In “Illusion,” the narrator opens the closet of a “healthy, sensible” Englishwoman who has been apparently indifferent to the “cult of beauty … all round her” in Paris to find a collection of extravagantly fashionable dresses, fragrances, and makeup. This revelation of the repressed trappings of modern femininity hidden in the closet, renders the psychological tangible. Miss Bruce’s unadorned face and body become here the “illusion” while the dresses, makeup, and fragrances define a true self within what Rishona Zimring aptly describes as a female drag performance.

Critics Cheryl and David Malcolm emphasize the centrality of these fashionable and flamboyant dresses inventoried to support the story's theme. Critic Laurel Harris writes : “‘Illusion’...introduce[s] fashion as an intimate relationship between subject and object that at once maintains their distinction and conjoins them” Miss Bruce's collection of multi-colored and “jaunty” clothing are merely “the symbols of feminine beauty.” In public she restricts herself to the drab and socially approved clothing of the British upper-middle class: “Miss Bruce can afford attractive dresses, but not wear them.”

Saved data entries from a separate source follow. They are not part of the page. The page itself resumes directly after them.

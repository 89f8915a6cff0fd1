//! Base handle types shared by every node pool.

use serde::{Deserialize, Serialize};

/// Index of a node inside a `NodeArena`.
///
/// `NodeIndex::NONE` marks an empty slot (missing name, absent initializer,
/// erased child).
#[derive(Clone, Copy, Debug, PartialEq, Eq, Hash, PartialOrd, Ord, Serialize, Deserialize)]
pub struct NodeIndex(pub u32);

impl NodeIndex {
    pub const NONE: NodeIndex = NodeIndex(u32::MAX);

    #[inline]
    pub fn is_none(self) -> bool {
        self == Self::NONE
    }

    #[inline]
    pub fn is_some(self) -> bool {
        self != Self::NONE
    }
}

impl Default for NodeIndex {
    fn default() -> Self {
        Self::NONE
    }
}

/// An ordered list of child nodes (statements, arguments, members...).
#[derive(Clone, Debug, Default, PartialEq, Eq, Serialize, Deserialize)]
pub struct NodeList {
    pub nodes: Vec<NodeIndex>,
}

impl NodeList {
    pub fn new() -> NodeList {
        NodeList { nodes: Vec::new() }
    }

    pub fn len(&self) -> usize {
        self.nodes.len()
    }

    pub fn is_empty(&self) -> bool {
        self.nodes.is_empty()
    }

    pub fn first(&self) -> Option<NodeIndex> {
        self.nodes.first().copied()
    }

    pub fn iter(&self) -> impl Iterator<Item = NodeIndex> + '_ {
        self.nodes.iter().copied()
    }
}

impl From<Vec<NodeIndex>> for NodeList {
    fn from(nodes: Vec<NodeIndex>) -> Self {
        NodeList { nodes }
    }
}

impl FromIterator<NodeIndex> for NodeList {
    fn from_iter<I: IntoIterator<Item = NodeIndex>>(iter: I) -> Self {
        NodeList {
            nodes: iter.into_iter().collect(),
        }
    }
}
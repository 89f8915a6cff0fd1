use crate::config::TransformerConfig;
use crate::rewriter::NodeRewriter;
use crate::walker;
use tracing::debug_span;
use tsk_ast::{NodeIndex, SourceFile};
use tsk_checker::TypeOracle;

/// The rewrite pass for one compilation.
///
/// Holds the oracle for the whole program; `transform_source_file` can be
/// called once per file (and again on its output, which changes nothing).
pub struct KeysTransformer<'p, O: ?Sized> {
    rewriter: NodeRewriter<'p, O>,
}

impl<'p, O> KeysTransformer<'p, O>
where
    O: TypeOracle + ?Sized,
{
    pub fn new(oracle: &'p O, config: &TransformerConfig) -> Self {
        KeysTransformer {
            rewriter: NodeRewriter::new(oracle, &config.marker_module, config.resolution.clone()),
        }
    }

    pub fn rewriter(&self) -> &NodeRewriter<'p, O> {
        &self.rewriter
    }

    /// Rewrite `file` in place and return its new root.
    pub fn transform_source_file(&self, file: &mut SourceFile) -> NodeIndex {
        let _span = debug_span!("transform_source_file", file = %file.file_name).entered();
        let file_name = file.file_name.clone();
        let root = walker::walk_root(&mut file.arena, file.root, &mut |arena, idx| {
            self.rewriter.rewrite(arena, &file_name, idx)
        });
        file.root = root;
        root
    }
}

/// Per-file transform function for `oracle`'s program. The config is copied;
/// only the oracle stays borrowed.
///
/// ```ignore
/// let program = Program::new(&files);
/// let transform = transformer(&program, &config);
/// for file in &mut files_to_emit {
///     transform(file);
/// }
/// ```
pub fn transformer<'p, O>(
    oracle: &'p O,
    config: &TransformerConfig,
) -> impl Fn(&mut SourceFile) -> NodeIndex + use<'p, O>
where
    O: TypeOracle + ?Sized,
{
    let transformer = KeysTransformer::new(oracle, config);
    move |file: &mut SourceFile| transformer.transform_source_file(file)
}
//! NodeArena creation methods (`add_*`).
//!
//! Factory methods build synthesized nodes (`pos == end == 0`). Hosts that
//! track source positions can follow up with [`NodeArena::with_range`].

use crate::base::{NodeIndex, NodeList};
use crate::node::*;
use crate::syntax_kind::SyntaxKind;
use crate::syntax_kind_ext::*;

/// Push a payload into `$pool` and a header of `$kind` pointing at it.
macro_rules! push_data {
    ($arena:expr, $pool:ident, $kind:expr, $data:expr) => {{
        let data_index = $arena.$pool.len() as u32;
        $arena.$pool.push($data);
        $arena.push_header(Node::with_data($kind, 0, 0, data_index))
    }};
}
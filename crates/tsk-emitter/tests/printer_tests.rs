use tsk_ast::{AstBuilder, NodeIndex, SyntaxKind, node_flags};
use tsk_emitter::{Printer, print_source_file};

#[test]
fn test_imports_and_declarations() {
    let mut b = AstBuilder::new();
    b.import_named(&["keys", "typeMembers"], "tskeys-marker");
    b.import_aliased("keys", "k", "tskeys-marker");
    b.import_namespace("ns", "tskeys-marker");
    let string = b.keyword(SyntaxKind::StringKeyword);
    let a = b.property("a", string);
    let number = b.keyword(SyntaxKind::NumberKeyword);
    let opt = b.optional_property("b", number);
    b.interface("Props", vec![a, opt]);
    let file = b.finish("/src/app.ts");

    let expected = concat!(
        "import { keys, typeMembers } from \"tskeys-marker\";\n",
        "import { keys as k } from \"tskeys-marker\";\n",
        "import * as ns from \"tskeys-marker\";\n",
        "interface Props {\n",
        "    a: string;\n",
        "    b?: number;\n",
        "}\n",
    );
    assert_eq!(print_source_file(&file), expected);
}

#[test]
fn test_call_with_type_arguments() {
    let mut b = AstBuilder::new();
    let arg = b.type_ref("Props", vec![]);
    let call = b.call("keys", vec![arg]);
    b.const_decl("k", call);
    let member = b.member_call("ns", "typeMembers", vec![]);
    b.expr_stmt(member);
    let file = b.finish("/src/app.ts");

    assert_eq!(
        print_source_file(&file),
        "const k = keys<Props>();\nns.typeMembers();\n"
    );
}

#[test]
fn test_array_and_object_literals() {
    let mut b = AstBuilder::new();
    let arena = b.arena();
    let x = arena.add_string_literal("x");
    let y = arena.add_string_literal("y");
    let array = arena.add_array_literal(vec![x, y]);
    let empty_array = arena.add_array_literal(Vec::new());
    let empty_object = arena.add_object_literal(Vec::new());
    let name = arena.add_identifier("a");
    let value = arena.add_string_literal("string");
    let prop = arena.add_property_assignment(name, value);
    let quoted_name = arena.add_string_literal("data-id");
    let quoted_value = arena.add_string_literal("number");
    let quoted = arena.add_property_assignment(quoted_name, quoted_value);
    let object = arena.add_object_literal(vec![prop, quoted]);
    for expr in [array, empty_array, empty_object, object] {
        b.expr_stmt(expr);
    }
    let file = b.finish("/src/app.ts");

    let expected = concat!(
        "[\"x\", \"y\"];\n",
        "[];\n",
        "{};\n",
        "{ a: \"string\", \"data-id\": \"number\" };\n",
    );
    assert_eq!(print_source_file(&file), expected);
}

#[test]
fn test_multi_line_object_literal() {
    let mut b = AstBuilder::new();
    let arena = b.arena();
    let name = arena.add_identifier("a");
    let value = arena.add_string_literal("string");
    let prop = arena.add_property_assignment(name, value);
    let name = arena.add_identifier("b");
    let value = arena.add_string_literal("number");
    let prop_b = arena.add_property_assignment(name, value);
    let object = arena.add_object_literal(vec![prop, prop_b]);
    let object = arena.with_flags(object, node_flags::MULTI_LINE);
    b.const_decl("m", object);
    let file = b.finish("/src/app.ts");

    let expected = concat!(
        "const m = {\n",
        "    a: \"string\",\n",
        "    b: \"number\"\n",
        "};\n",
    );
    assert_eq!(print_source_file(&file), expected);
}

#[test]
fn test_declare_function_and_types() {
    let mut b = AstBuilder::new();
    let string = b.keyword(SyntaxKind::StringKeyword);
    let ret = b.arena().add_array_type(string);
    b.declare_function("keys", &["T"], ret);

    let on = b.string_literal_type("on");
    let off = b.string_literal_type("off");
    let union = b.arena().add_union_type(vec![on, off]);
    let list = b.arena().add_array_type(union);
    b.type_alias("States", list);
    let file = b.finish("/m/index.d.ts");

    let expected = concat!(
        "export declare function keys<T>(): string[];\n",
        "type States = (\"on\" | \"off\")[];\n",
    );
    assert_eq!(print_source_file(&file), expected);
}

#[test]
fn test_function_body_is_indented() {
    let mut b = AstBuilder::new();
    let arena = b.arena();
    let callee = arena.add_identifier("run");
    let call = arena.add_call_expr(callee, None, Vec::new());
    let stmt = arena.add_expression_statement(call);
    let ret_value = arena.add_token(SyntaxKind::TrueKeyword);
    let ret = arena.add_return_statement(ret_value);
    let body = arena.add_block(vec![stmt, ret]);
    let name = arena.add_identifier("main");
    let func = arena.add_function_declaration(name, None, Vec::new(), NodeIndex::NONE, body);
    b.push(func);
    let file = b.finish("/src/main.ts");

    assert_eq!(
        print_source_file(&file),
        "function main() {\n    run();\n    return true;\n}\n"
    );
}

#[test]
fn test_string_escaping() {
    let mut b = AstBuilder::new();
    let text = b.string("say \"hi\"\n");
    b.expr_stmt(text);
    let file = b.finish("/src/a.ts");
    assert_eq!(print_source_file(&file), "\"say \\\"hi\\\"\\n\";\n");
}

#[test]
fn test_printer_prints_single_node() {
    let mut b = AstBuilder::new();
    let string = b.keyword(SyntaxKind::StringKeyword);
    let arg = b.type_ref("Box", vec![string]);
    let file = b.finish("/src/a.ts");

    let mut printer = Printer::new(&file.arena);
    printer.emit_node(arg);
    assert_eq!(printer.finish(), "Box<string>");
}
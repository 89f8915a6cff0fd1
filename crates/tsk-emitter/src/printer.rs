//! Tree to text.

use tsk_ast::syntax_kind_ext::*;
use tsk_ast::{NodeAccess, NodeArena, NodeIndex, NodeList, SourceFile, SyntaxKind, node_flags};
use tsk_common::stack::ensure_sufficient_stack;

/// Print the current root of `file`.
pub fn print_source_file(file: &SourceFile) -> String {
    let mut printer = Printer::new(&file.arena);
    printer.emit_node(file.root);
    printer.finish()
}

/// Prints nodes of one arena as TypeScript source.
pub struct Printer<'a> {
    pub(crate) arena: &'a NodeArena,
    pub(crate) output: String,
    pub(crate) indent_level: u32,
    pub(crate) indent_str: &'static str,
}
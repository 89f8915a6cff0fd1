//! Type argument to literal.
//!
//! Every node built here is fresh and flagged `SYNTHESIZED`; nothing that
//! already exists in the arena is touched.

use tsk_ast::{NodeArena, NodeIndex, is_identifier_text, node_flags};
use tsk_checker::TypeOracle;

fn synthesized(arena: &mut NodeArena, idx: NodeIndex) -> NodeIndex {
    arena.with_flags(idx, node_flags::SYNTHESIZED)
}

/// `keys<T>()` -> `["a", "b", ...]`, one entry per property of `T` in
/// declaration order. No type argument gives `[]`.
pub fn lower_keys<O>(
    arena: &mut NodeArena,
    oracle: &O,
    file_name: &str,
    type_argument: Option<NodeIndex>,
) -> NodeIndex
where
    O: TypeOracle + ?Sized,
{
    let properties = type_argument
        .and_then(|node| oracle.type_from_type_node(file_name, node))
        .map(|ty| oracle.properties_of_type(ty))
        .unwrap_or_default();

    let elements = properties
        .iter()
        .map(|prop| {
            let literal = arena.add_string_literal(&prop.name);
            synthesized(arena, literal)
        })
        .collect();
    let array = arena.add_array_literal(elements);
    synthesized(arena, array)
}

/// `typeMembers<T>()` -> `{ a: "string", b: "number" }`.
///
/// Properties without a declaration site (mapped-type members) are skipped;
/// each value is the checker's rendering of the property type at its first
/// declaration. No type argument gives `{}`.
pub fn lower_type_members<O>(
    arena: &mut NodeArena,
    oracle: &O,
    file_name: &str,
    type_argument: Option<NodeIndex>,
) -> NodeIndex
where
    O: TypeOracle + ?Sized,
{
    let properties = type_argument
        .and_then(|node| oracle.type_from_type_node(file_name, node))
        .map(|ty| oracle.properties_of_type(ty))
        .unwrap_or_default();

    let mut assignments = Vec::with_capacity(properties.len());
    for prop in &properties {
        let Some(&first_decl) = prop.declarations.first() else {
            continue;
        };
        let ty = oracle.type_of_symbol_at_location(prop, first_decl);
        let text = oracle.type_to_string(ty);

        let key = property_key(arena, &prop.name);
        let value = arena.add_string_literal(&text);
        let value = synthesized(arena, value);
        let assignment = arena.add_property_assignment(key, value);
        assignments.push(synthesized(arena, assignment));
    }
    let object = arena.add_object_literal(assignments);
    synthesized(arena, object)
}

/// Identifier key when the name allows it, string-literal key otherwise.
fn property_key(arena: &mut NodeArena, name: &str) -> NodeIndex {
    let key = if is_identifier_text(name) {
        arena.add_identifier(name)
    } else {
        arena.add_string_literal(name)
    };
    synthesized(arena, key)
}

Homoerotic elements appear in Rhys's characterization of Miss Bruce that suggest the source of her social alienation: the androgynous surname “Bruce.”, a “gentlemanly manner,” and her “large bones and hands and feet,” all of which stand in sharp contrast to the “petite femmes" she observes with remote condescension. The narrator, herself, is among these highly feminine, vulnerable and anxious “petite femmes.”

The reactionary class and sexual constraints that separate Miss Bruce from these lower-class demi-montaines provide an insight into her isolation.

The homoerotic element in Miss Bruce’s character and fascinations is integral to “Illusion” and adds another layer of estrangement from self and desires to the protagonist and the story.

== Sources ==
- Harris, Laurel. 2021. “Impassagenwerk: Jean Rhys's Interwar Fiction and the Modernist Impasse.” Journal of Modern Literature , Spring 2021, Vol. 44, No. 3 (Spring 2021), pp. 19–34. Indiana University Press. https://www.jstor.org/stable/10.2979/jmodelite.44.3.02 Accessed 10 January 2026.
- Malcolm, Cheryl Alexander and Malcolm, David. 1996. Jean Rhys: A Study of the Short Fiction. Twayne Publishers, Simon & Schuster, New York.
- Rhys, Jean. 1987. Jean Rhys: The Collected Short Stories. W. W. Norton & Company, New York, London.